S33: building a neural network structural model 200 neural network structural unit: the neural network structure unit comprises a left-right feature extraction network structure, a facial feature extraction network structure and feature combination, wherein the feature combination comprises straightening of a left eye feature map and a right eye feature map, straightening of a facial feature map and straightening of a facial position mask result, and finally combining the four to output a two-dimensional result, wherein the x and y represent the eyeball attention position as an origin coordinate system.

This step is also described with reference to the schematic diagram of fig. 2, in which the left and right feature extraction network structures are as follows:

CONV-E1：kernal_size(11*11)filter_number(96)

CONV-E2：kernal_size(5*5)filter_number(256)

CONV-E3：kernal_size(3*3)filter_number(384)

CONV-E4：kernal_size(1*1)filter_number(64)

E1-E4 are 4-layer convolution operations, the kernel_size being the size of the convolution kernel, here a matrix of 11 x 11, 5*5, 3*3, 1*1 sizes, respectively; filter_number is the number of convolution kernels, i.e., the dimension of the output Tensor.

Referring to the illustration of fig. 3, the facial feature extraction network architecture is as follows:

the parameter and eye feature extraction network comprises the following steps:

CONV-F1：kernal_size(11*11)filter_number(96)

CONV-F2：kernal_size(5*5)filter_number(256)

CONV-F3：kernal_size(3*3)filter_number(384)

CONV-F4：kernal_size(1*1)filter_number(64)

f1-F4 is a 4-layer convolution operation, and kernel_size is a matrix of 11 x 11, 5*5, 3*3, 1*1 sizes, respectively. Filter_number is the number of convolution kernels, i.e., the dimension of the output Tensor.

The feature merging is to straighten the left and right eye feature images, straighten the face feature images and straighten the mask result of the face position, merge the four, and finally output a 2-dimensional result which represents x and y on a coordinate system.

Referring to the illustrations of fig. 4-5, the straightening process is that the input data enters an FC layer after being subjected to a flat operation, which serves to "Flatten" the input, i.e., to unidimensionally unify the input, commonly used in the transition from the convolutional layer to the fully-connected layer.

S4: and collecting labeling training data. Marking training data in this step includes the following acquisition steps:

a square grid plate as shown in fig. 6 is used as a scale;

collecting face pictures of an observer, taking a face picture of the observer at each time, and recording the gazed grids of the observer while taking the face picture of the observer, wherein the total number of the grids of the square grid is 30, and each person collects 30 face pictures and corresponding grid positions;

randomly selecting 10 observers, and repeating the operation to obtain 300 images with 1920x1080 resolution and corresponding grid positions with the same number; and storing the picture under an img directory, converting the grid position into a coordinate system, and storing under a label directory.

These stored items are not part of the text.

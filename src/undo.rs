/// Undo support: reversing a recorded sorting run.
///
/// Reads the operation history from the destination root and moves every
/// file back to its original location, newest move first. A file already
/// present at the original location is backed up with a timestamp suffix
/// rather than overwritten.
use crate::sorter::{Operation, OperationLog, SortError, SortResult};
use std::fs;
use std::path::{Path, PathBuf};

/// What an undo run accomplished.
#[derive(Debug)]
pub struct UndoReport {
    /// Number of files moved back to their original location.
    pub restored_files: usize,
    /// Files that could not be restored, with reasons.
    pub failed_restores: Vec<(PathBuf, String)>,
    /// Files skipped because they were no longer where the history says.
    pub skipped_files: Vec<(PathBuf, String)>,
}

impl UndoReport {
    fn new() -> Self {
        Self {
            restored_files: 0,
            failed_restores: Vec::new(),
            skipped_files: Vec::new(),
        }
    }

    /// True when every recorded operation was reversed.
    pub fn is_complete_success(&self) -> bool {
        self.failed_restores.is_empty() && self.skipped_files.is_empty()
    }
}

/// Reverses recorded sorting runs.
pub struct UndoManager;

impl UndoManager {
    /// Undoes the run recorded for `dest_root`.
    ///
    /// Operations are reversed in LIFO order. The history file is only
    /// deleted when every restore succeeded, so a partial undo can be
    /// retried.
    ///
    /// Per-operation edge cases:
    /// * file missing at the recorded location: skipped
    /// * file already back at the original location: the conflicting
    ///   file is backed up with a timestamp suffix first
    /// * permission or I/O error: recorded as a failure
    pub fn undo(dest_root: &Path) -> SortResult<UndoReport> {
        if !dest_root.is_dir() {
            return Err(SortError::InvalidSourcePath {
                path: dest_root.to_path_buf(),
            });
        }

        let log = OperationLog::load(dest_root)?.ok_or_else(|| SortError::InvalidHistoryFormat {
            reason: "No previous sorting run found to undo".to_string(),
        })?;

        let mut report = UndoReport::new();
        for operation in log.operations.iter().rev() {
            match Self::restore_file(operation) {
                Ok(()) => report.restored_files += 1,
                Err((path, reason)) => {
                    if reason.contains("not found") {
                        report.skipped_files.push((path, reason));
                    } else {
                        report.failed_restores.push((path, reason));
                    }
                }
            }
        }

        if report.is_complete_success() {
            if let Err(e) = OperationLog::delete(dest_root) {
                eprintln!("Warning: Could not delete history file: {}", e);
            }
            Self::prune_empty_buckets(&log);
        }

        Ok(report)
    }

    /// Removes bucket directories the restore emptied out. Directories
    /// that still hold unrelated files survive: `remove_dir` only
    /// succeeds on empty directories, so failures are ignored.
    fn prune_empty_buckets(log: &OperationLog) {
        let bucket_dirs: std::collections::BTreeSet<PathBuf> = log
            .operations
            .iter()
            .filter_map(|op| op.new_path.parent().map(Path::to_path_buf))
            .collect();

        for dir in bucket_dirs {
            let _ = fs::remove_dir(&dir);
        }
    }

    /// Moves a single file back to its original location.
    fn restore_file(operation: &Operation) -> Result<(), (PathBuf, String)> {
        if !operation.new_path.exists() {
            return Err((
                operation.new_path.clone(),
                "File not found at recorded location".to_string(),
            ));
        }

        if operation.original_path.exists() {
            let backup_path = Self::generate_backup_path(&operation.original_path);
            fs::rename(&operation.original_path, &backup_path).map_err(|e| {
                (
                    operation.original_path.clone(),
                    format!("Could not back up conflicting file: {}", e),
                )
            })?;
        }

        if let Some(parent) = operation.original_path.parent()
            && !parent.exists()
        {
            fs::create_dir_all(parent).map_err(|e| {
                (
                    operation.original_path.clone(),
                    format!("Could not recreate original directory: {}", e),
                )
            })?;
        }

        fs::rename(&operation.new_path, &operation.original_path).map_err(|e| {
            (
                operation.new_path.clone(),
                format!("Failed to restore file: {}", e),
            )
        })?;

        Ok(())
    }

    /// `file.txt` becomes `file.txt.bak.20260825-143052`.
    fn generate_backup_path(original_path: &Path) -> PathBuf {
        let timestamp = chrono::Local::now().format("%Y%m%d-%H%M%S");
        let filename = original_path
            .file_name()
            .and_then(|n| n.to_str())
            .unwrap_or("file");

        let backup_name = format!("{}.bak.{}", filename, timestamp);

        match original_path.parent() {
            Some(parent) => parent.join(backup_name),
            None => PathBuf::from(backup_name),
        }
    }
}

#[cfg(test)]
mod tests {
    use super::*;
    use crate::rules::RuleSet;
    use crate::sorter::{MoveOutcome, Sorter};
    use std::fs;
    use tempfile::TempDir;

    fn sort_one(base: &Path, name: &str, content: &str) -> Operation {
        let file = base.join(name);
        fs::write(&file, content).expect("failed to write test file");
        let rules = RuleSet::from_pairs([("txt", "Text"), ("png", "Images")]).unwrap();
        let sorter = Sorter::new(base, base, rules).unwrap();
        match sorter.move_file(&file).unwrap() {
            MoveOutcome::Moved(op) => op,
            MoveOutcome::AlreadyInPlace => panic!("expected a move"),
        }
    }

    #[test]
    fn test_undo_without_history_is_error() {
        let temp = TempDir::new().unwrap();
        assert!(UndoManager::undo(temp.path()).is_err());
    }

    #[test]
    fn test_undo_invalid_dest_root() {
        assert!(UndoManager::undo(Path::new("/no/such/path")).is_err());
    }

    #[test]
    fn test_undo_restores_single_file() {
        let temp = TempDir::new().unwrap();
        let op = sort_one(temp.path(), "note.txt", "content");

        let mut log = OperationLog::new(temp.path().to_path_buf());
        log.add_operation(op);
        log.save().unwrap();

        let moved = temp.path().join("Text").join("note.txt");
        assert!(moved.exists());

        let report = UndoManager::undo(temp.path()).unwrap();
        assert_eq!(report.restored_files, 1);
        assert!(report.is_complete_success());
        assert!(temp.path().join("note.txt").exists());
        assert!(!moved.exists());
        // History removed after a clean undo.
        assert!(OperationLog::load(temp.path()).unwrap().is_none());
    }

    #[test]
    fn test_undo_restores_multiple_files() {
        let temp = TempDir::new().unwrap();
        let op1 = sort_one(temp.path(), "a.txt", "a");
        let op2 = sort_one(temp.path(), "b.png", "b");

        let mut log = OperationLog::new(temp.path().to_path_buf());
        log.add_operation(op1);
        log.add_operation(op2);
        log.save().unwrap();

        let report = UndoManager::undo(temp.path()).unwrap();
        assert_eq!(report.restored_files, 2);
        assert!(temp.path().join("a.txt").exists());
        assert!(temp.path().join("b.png").exists());
    }

    #[test]
    fn test_undo_backs_up_conflicting_file() {
        let temp = TempDir::new().unwrap();
        let op = sort_one(temp.path(), "note.txt", "original");

        let mut log = OperationLog::new(temp.path().to_path_buf());
        log.add_operation(op);
        log.save().unwrap();

        // Something new appeared at the original location in the meantime.
        fs::write(temp.path().join("note.txt"), "newcomer").unwrap();

        let report = UndoManager::undo(temp.path()).unwrap();
        assert_eq!(report.restored_files, 1);
        assert!(report.failed_restores.is_empty());

        let restored = fs::read_to_string(temp.path().join("note.txt")).unwrap();
        assert_eq!(restored, "original");

        let backups: Vec<_> = fs::read_dir(temp.path())
            .unwrap()
            .filter_map(|e| {
                let path = e.ok()?.path();
                path.file_name()?
                    .to_string_lossy()
                    .contains(".bak.")
                    .then_some(path)
            })
            .collect();
        assert_eq!(backups.len(), 1);
        assert_eq!(fs::read_to_string(&backups[0]).unwrap(), "newcomer");
    }

    #[test]
    fn test_undo_removes_emptied_bucket_dirs() {
        let temp = TempDir::new().unwrap();
        let op1 = sort_one(temp.path(), "a.txt", "a");
        let op2 = sort_one(temp.path(), "b.png", "b");

        let mut log = OperationLog::new(temp.path().to_path_buf());
        log.add_operation(op1);
        log.add_operation(op2);
        log.save().unwrap();

        let report = UndoManager::undo(temp.path()).unwrap();
        assert!(report.is_complete_success());
        assert!(!temp.path().join("Text").exists());
        assert!(!temp.path().join("Images").exists());
    }

    #[test]
    fn test_undo_keeps_bucket_dir_with_unrelated_files() {
        let temp = TempDir::new().unwrap();
        let op = sort_one(temp.path(), "note.txt", "content");

        let mut log = OperationLog::new(temp.path().to_path_buf());
        log.add_operation(op);
        log.save().unwrap();

        // A file placed into the bucket outside the recorded run.
        fs::write(temp.path().join("Text").join("keep.txt"), "x").unwrap();

        let report = UndoManager::undo(temp.path()).unwrap();
        assert!(report.is_complete_success());
        assert!(temp.path().join("Text").join("keep.txt").exists());
    }

    #[test]
    fn test_undo_skips_missing_file_and_keeps_history() {
        let temp = TempDir::new().unwrap();

        let mut log = OperationLog::new(temp.path().to_path_buf());
        log.add_operation(Operation {
            original_path: temp.path().join("gone.txt"),
            new_path: temp.path().join("Text").join("gone.txt"),
            bucket: "Text".to_string(),
        });
        log.save().unwrap();

        let report = UndoManager::undo(temp.path()).unwrap();
        assert_eq!(report.restored_files, 0);
        assert_eq!(report.skipped_files.len(), 1);
        assert!(!report.is_complete_success());
        // Partial undo keeps the history for a retry.
        assert!(OperationLog::load(temp.path()).unwrap().is_some());
    }
}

S5: the training data is input into the neural network structure model 200 for model training and for completing training parameter settings of the model. Referring to the illustration of fig. 7, the training parameters in this embodiment are set as follows:

Epoch：300

Step：500

Lr：0.0001

momentum factor: 0.9

LossFunction：MCELoss

BatchSize：2

The entire training process takes 10 hours on 2080 graphics cards.

S6: the prediction result processing module 300 restores the prediction result generated by the neural network structure model 200 to the original size, and the eyeball focus position returns to the position in the rectangular coordinate with the image acquisition module 100 as the origin. Specifically, the prediction result generated by the neural network is the position coordinate at the resolution 224x224, and the position coordinate is reduced to the original size 1920x1080 through the resize.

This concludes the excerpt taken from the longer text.